- What to produce -
Please restate, exactly as written, the lines running from the beginning of the material through the line that has "for large files" in it.

:::

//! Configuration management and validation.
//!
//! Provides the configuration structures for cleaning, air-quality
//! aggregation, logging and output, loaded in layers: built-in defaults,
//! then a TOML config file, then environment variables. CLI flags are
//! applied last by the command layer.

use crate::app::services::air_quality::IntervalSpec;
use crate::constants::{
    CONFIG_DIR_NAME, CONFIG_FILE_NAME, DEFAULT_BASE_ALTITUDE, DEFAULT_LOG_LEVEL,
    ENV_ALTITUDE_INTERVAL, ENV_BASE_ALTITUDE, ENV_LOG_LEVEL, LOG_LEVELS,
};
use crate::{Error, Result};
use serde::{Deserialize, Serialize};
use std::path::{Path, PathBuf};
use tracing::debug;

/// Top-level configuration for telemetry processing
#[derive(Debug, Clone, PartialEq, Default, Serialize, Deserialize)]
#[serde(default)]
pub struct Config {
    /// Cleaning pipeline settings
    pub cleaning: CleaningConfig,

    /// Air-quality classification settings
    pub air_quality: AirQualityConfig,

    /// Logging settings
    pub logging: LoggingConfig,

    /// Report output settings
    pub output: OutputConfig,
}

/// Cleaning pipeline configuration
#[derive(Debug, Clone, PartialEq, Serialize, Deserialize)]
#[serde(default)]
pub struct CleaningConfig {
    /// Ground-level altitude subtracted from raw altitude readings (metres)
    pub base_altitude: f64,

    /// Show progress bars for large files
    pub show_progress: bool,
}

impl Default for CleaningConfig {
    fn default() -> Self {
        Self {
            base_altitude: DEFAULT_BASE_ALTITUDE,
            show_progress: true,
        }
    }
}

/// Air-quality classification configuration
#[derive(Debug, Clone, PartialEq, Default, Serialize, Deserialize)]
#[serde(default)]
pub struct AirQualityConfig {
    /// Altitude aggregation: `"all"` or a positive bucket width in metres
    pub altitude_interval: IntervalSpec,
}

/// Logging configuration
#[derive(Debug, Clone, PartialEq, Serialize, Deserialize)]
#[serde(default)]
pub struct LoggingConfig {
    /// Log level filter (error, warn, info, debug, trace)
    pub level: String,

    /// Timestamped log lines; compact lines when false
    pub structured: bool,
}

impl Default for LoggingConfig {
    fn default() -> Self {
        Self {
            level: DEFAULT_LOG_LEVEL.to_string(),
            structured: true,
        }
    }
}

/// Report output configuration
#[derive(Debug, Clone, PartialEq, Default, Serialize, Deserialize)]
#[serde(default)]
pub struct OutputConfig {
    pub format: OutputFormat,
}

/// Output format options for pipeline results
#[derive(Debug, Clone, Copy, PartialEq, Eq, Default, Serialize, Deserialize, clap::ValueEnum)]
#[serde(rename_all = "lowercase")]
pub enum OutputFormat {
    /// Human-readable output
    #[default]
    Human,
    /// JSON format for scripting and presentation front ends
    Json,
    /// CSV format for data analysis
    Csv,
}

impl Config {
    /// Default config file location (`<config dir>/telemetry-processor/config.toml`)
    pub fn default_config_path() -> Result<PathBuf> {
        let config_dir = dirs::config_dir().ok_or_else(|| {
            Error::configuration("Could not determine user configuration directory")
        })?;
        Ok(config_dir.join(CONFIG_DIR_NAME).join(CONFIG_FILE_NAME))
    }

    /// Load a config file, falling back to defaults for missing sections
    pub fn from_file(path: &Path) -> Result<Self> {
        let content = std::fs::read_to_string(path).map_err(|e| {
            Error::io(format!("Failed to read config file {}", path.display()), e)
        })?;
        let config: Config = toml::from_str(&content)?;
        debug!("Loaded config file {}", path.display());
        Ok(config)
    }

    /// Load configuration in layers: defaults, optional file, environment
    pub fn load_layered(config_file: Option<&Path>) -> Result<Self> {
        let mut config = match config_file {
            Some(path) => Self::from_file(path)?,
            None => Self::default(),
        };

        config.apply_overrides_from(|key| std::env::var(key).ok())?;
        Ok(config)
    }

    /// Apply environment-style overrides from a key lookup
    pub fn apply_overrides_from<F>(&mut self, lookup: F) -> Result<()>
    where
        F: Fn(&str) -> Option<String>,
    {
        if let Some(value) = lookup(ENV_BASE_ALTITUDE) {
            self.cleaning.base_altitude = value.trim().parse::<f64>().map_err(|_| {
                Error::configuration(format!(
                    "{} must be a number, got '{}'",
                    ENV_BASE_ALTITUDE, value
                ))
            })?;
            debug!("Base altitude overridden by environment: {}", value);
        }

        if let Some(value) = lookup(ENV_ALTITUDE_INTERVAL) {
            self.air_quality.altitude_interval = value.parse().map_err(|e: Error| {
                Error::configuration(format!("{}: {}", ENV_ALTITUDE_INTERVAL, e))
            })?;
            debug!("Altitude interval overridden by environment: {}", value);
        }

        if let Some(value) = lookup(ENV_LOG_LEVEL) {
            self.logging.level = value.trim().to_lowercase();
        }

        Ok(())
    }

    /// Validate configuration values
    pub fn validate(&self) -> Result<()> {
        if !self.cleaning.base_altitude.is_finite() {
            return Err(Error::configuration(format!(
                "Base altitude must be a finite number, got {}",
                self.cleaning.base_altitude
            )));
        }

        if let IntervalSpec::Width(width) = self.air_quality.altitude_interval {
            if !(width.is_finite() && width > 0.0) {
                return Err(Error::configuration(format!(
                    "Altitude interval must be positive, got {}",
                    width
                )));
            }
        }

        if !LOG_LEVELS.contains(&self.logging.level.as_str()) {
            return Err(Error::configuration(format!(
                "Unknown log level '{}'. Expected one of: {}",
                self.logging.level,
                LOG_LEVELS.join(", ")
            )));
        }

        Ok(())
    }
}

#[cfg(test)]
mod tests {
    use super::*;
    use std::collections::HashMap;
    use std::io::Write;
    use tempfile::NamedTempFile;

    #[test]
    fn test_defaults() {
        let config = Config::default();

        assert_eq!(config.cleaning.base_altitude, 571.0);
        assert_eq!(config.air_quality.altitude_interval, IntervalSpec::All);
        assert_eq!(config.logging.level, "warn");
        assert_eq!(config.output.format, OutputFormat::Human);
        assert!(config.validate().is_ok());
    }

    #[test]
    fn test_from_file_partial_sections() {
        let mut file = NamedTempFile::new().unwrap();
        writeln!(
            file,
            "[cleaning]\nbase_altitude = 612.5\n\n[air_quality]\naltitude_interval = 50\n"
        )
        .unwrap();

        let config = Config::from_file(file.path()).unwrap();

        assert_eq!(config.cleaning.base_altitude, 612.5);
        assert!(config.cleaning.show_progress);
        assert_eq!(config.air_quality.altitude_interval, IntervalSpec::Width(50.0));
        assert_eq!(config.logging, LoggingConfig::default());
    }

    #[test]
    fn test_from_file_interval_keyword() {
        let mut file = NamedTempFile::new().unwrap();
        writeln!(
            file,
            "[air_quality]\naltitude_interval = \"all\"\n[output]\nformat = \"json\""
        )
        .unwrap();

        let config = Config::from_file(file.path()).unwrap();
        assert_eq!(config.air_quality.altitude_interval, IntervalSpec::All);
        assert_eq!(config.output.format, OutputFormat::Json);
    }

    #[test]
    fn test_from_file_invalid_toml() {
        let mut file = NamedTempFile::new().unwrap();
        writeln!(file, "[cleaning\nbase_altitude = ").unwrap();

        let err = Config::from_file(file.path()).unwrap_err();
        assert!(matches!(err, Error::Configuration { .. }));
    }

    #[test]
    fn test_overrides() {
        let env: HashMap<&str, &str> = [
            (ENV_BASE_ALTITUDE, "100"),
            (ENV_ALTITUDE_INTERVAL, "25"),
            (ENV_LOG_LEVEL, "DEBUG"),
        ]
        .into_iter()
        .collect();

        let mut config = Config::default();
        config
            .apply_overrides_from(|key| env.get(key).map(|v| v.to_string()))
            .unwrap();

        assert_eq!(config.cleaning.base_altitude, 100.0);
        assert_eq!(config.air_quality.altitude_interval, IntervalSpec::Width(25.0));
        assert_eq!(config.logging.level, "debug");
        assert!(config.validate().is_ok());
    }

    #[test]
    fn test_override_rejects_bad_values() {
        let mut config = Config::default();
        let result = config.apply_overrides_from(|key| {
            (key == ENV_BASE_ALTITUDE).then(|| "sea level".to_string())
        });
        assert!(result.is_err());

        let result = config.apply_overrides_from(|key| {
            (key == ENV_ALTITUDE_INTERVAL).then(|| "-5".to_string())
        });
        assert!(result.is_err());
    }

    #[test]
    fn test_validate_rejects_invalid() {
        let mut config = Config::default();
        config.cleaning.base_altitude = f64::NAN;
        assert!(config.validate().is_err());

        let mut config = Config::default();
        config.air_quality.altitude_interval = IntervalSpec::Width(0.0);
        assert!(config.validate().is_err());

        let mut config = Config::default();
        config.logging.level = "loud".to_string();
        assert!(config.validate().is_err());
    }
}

:::

- Finished exercise -
//! Configuration management and validation.
//!
//! Provides the configuration structures for cleaning, air-quality
//! aggregation, logging and output, loaded in layers: built-in defaults,
//! then a TOML config file, then environment variables. CLI flags are
//! applied last by the command layer.

use crate::app::services::air_quality::IntervalSpec;
use crate::constants::{
    CONFIG_DIR_NAME, CONFIG_FILE_NAME, DEFAULT_BASE_ALTITUDE, DEFAULT_LOG_LEVEL,
    ENV_ALTITUDE_INTERVAL, ENV_BASE_ALTITUDE, ENV_LOG_LEVEL, LOG_LEVELS,
};
use crate::{Error, Result};
use serde::{Deserialize, Serialize};
use std::path::{Path, PathBuf};
use tracing::debug;

/// Top-level configuration for telemetry processing
#[derive(Debug, Clone, PartialEq, Default, Serialize, Deserialize)]
#[serde(default)]
pub struct Config {
    /// Cleaning pipeline settings
    pub cleaning: CleaningConfig,

    /// Air-quality classification settings
    pub air_quality: AirQualityConfig,

    /// Logging settings
    pub logging: LoggingConfig,

    /// Report output settings
    pub output: OutputConfig,
}

/// Cleaning pipeline configuration
#[derive(Debug, Clone, PartialEq, Serialize, Deserialize)]
#[serde(default)]
pub struct CleaningConfig {
    /// Ground-level altitude subtracted from raw altitude readings (metres)
    pub base_altitude: f64,

    /// Show progress bars for large files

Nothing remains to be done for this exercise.